Running My First Pathfinder Game

Yesterday I had the opportunity to run my first game using the Pathfinder core rules.  All-in-all it was a success, though I did underestimate how much time it would take the group to get through the dungeon I had prepared.

I used a McGuffan in the form of a stolen chest to lure the PCs to the tomb of an ancient warrior-king.  Therein they fought a number of skeletons, overcame a couple of traps, killed a wight (rather easily, to my disappointment) and then confronted the not-so-dead warrior-king in the form of a slightly beefed up skeletal champion (who, conveniently, also possessed the stolen chest).  The champion was backed up by a couple of bloody skeletons and a couple of burning skeletons.  Two party members where knocked below 0 hit points, but only one died (succumbing to the burning skeleton’s fiery explosions when they were destroyed).
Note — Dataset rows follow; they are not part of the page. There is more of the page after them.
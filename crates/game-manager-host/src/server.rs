//! Serving games over stream connections

use crate::handler::HostHandler;
use game_manager_bridge::{AsyncReader, AsyncWriter, HostFrame, deserialize, serialize, tcp};
use game_manager_core::{BET_RESULT_EVENT, BetResult, BridgeError, Operation, Result};
use serde_json::Value;
use std::sync::Arc;
use tokio::net::TcpListener;
use tokio::sync::{broadcast, mpsc};
use tokio::task::JoinHandle;
use tracing::{debug, error, info, warn};

/// Pushes unsolicited notifications to one connected game
#[derive(Debug, Clone)]
pub struct HostEvents {
    outbound_tx: mpsc::UnboundedSender<Vec<u8>>,
}

impl HostEvents {
    /// Push a `betResult` notification
    pub fn push_bet_result(&self, result: &BetResult) -> Result<()> {
        let frame = HostFrame::Event {
            name: BET_RESULT_EVENT.to_string(),
            detail: serde_json::to_value(result)?,
        };
        self.push(&frame)
    }

    fn push(&self, frame: &HostFrame) -> Result<()> {
        let data = serialize(frame)?;
        self.outbound_tx
            .send(data)
            .map_err(|_| BridgeError::Ipc("Game connection closed".into()))
    }
}

/// Serve one game connection.
///
/// Requests are answered in arrival order. Returns a handle for pushing
/// events and the task running the connection, which ends when the game
/// disconnects.
pub fn serve_stream<R, W, H>(reader: R, writer: W, handler: H) -> (HostEvents, JoinHandle<()>)
where
    R: AsyncReader + 'static,
    W: AsyncWriter + 'static,
    H: HostHandler,
{
    let (outbound_tx, outbound_rx) = mpsc::unbounded_channel();
    let events = HostEvents { outbound_tx };

    tokio::spawn(writer_task(writer, outbound_rx));
    let handle = tokio::spawn(request_loop(reader, events.clone(), handler));

    (events, handle)
}

/// Accept games on `listener`, forwarding every result sent on
/// `bet_results` to each connected game
pub async fn serve_tcp<H>(
    listener: TcpListener,
    handler: Arc<H>,
    bet_results: broadcast::Sender<BetResult>,
) -> Result<()>
where
    H: HostHandler,
{
    info!(
        "Host listening on {}",
        listener
            .local_addr()
            .map(|a| a.to_string())
            .unwrap_or_default()
    );

    loop {
        let (stream, peer) = listener
            .accept()
            .await
            .map_err(|e| BridgeError::Ipc(format!("Accept failed: {}", e)))?;
        info!("Game connected from {}", peer);

        let (reader, writer) = match tcp::split(stream) {
            Ok(halves) => halves,
            Err(e) => {
                warn!("Dropping connection from {}: {}", peer, e);
                continue;
            }
        };

        // Subscribe before the game can see any reply
        let mut results_rx = bet_results.subscribe();
        let (events, mut connection) = serve_stream(reader, writer, handler.clone());

        // Forward pushed results until the game goes away
        tokio::spawn(async move {
            loop {
                tokio::select! {
                    _ = &mut connection => break,
                    received = results_rx.recv() => match received {
                        Ok(result) => {
                            if let Err(e) = events.push_bet_result(&result) {
                                debug!("Stopped forwarding results to {}: {}", peer, e);
                                break;
                            }
                        }
                        Err(broadcast::error::RecvError::Closed) => break,
                        Err(broadcast::error::RecvError::Lagged(n)) => {
                            warn!("Result forwarder for {} lagged, missed {} results", peer, n);
                        }
                    },
                }
            }
            info!("Game {} disconnected", peer);
        });
    }
}

async fn writer_task<W: AsyncWriter>(mut writer: W, mut outbound_rx: mpsc::UnboundedReceiver<Vec<u8>>) {
    while let Some(data) = outbound_rx.recv().await {
        if let Err(e) = writer.write_message(&data).await {
            error!("Failed to write to game: {}", e);
            break;
        }
    }
}

async fn request_loop<R: AsyncReader, H: HostHandler>(mut reader: R, events: HostEvents, handler: H) {
    loop {
        let data = match reader.read_message().await {
            Ok(data) => data,
            Err(e) => {
                debug!("Game connection ended: {}", e);
                break;
            }
        };

        let (id, method, payload) = match deserialize(&data) {
            Ok(HostFrame::Request { id, method, data }) => (id, method, data),
            Ok(other) => {
                warn!("Ignoring non-request frame from game: {:?}", other);
                continue;
            }
            Err(e) => {
                error!("Failed to deserialize frame: {}", e);
                continue;
            }
        };

        let reply = match method.parse::<Operation>() {
            Ok(op) => handler.handle(op, payload).await,
            Err(e) => Err(Value::String(e.to_string())),
        };

        let Some(id) = id else {
            if let Err(reason) = reply {
                warn!("Fire-and-forget {} failed: {}", method, reason);
            }
            continue;
        };

        let frame = match reply {
            Ok(value) => HostFrame::Resolve { id, value },
            Err(reason) => HostFrame::Reject { id, reason },
        };
        if events.push(&frame).is_err() {
            break;
        }
    }
}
Now that I have a little better idea of how to set up a Pathfinder adventure, and a better idea of how much material the players can clear in a few hours, I’m looking forward to running another session in a few weeks.

That said, Pathfinder still has a lot of clunky moving parts.  I’m not sure I’d want to run a full-time Pathfinder game, unless I could use the Beginner Box rules.  Still, I had fun and so did most of the players (excepting, perhaps, the dead PC’s player 😉 ).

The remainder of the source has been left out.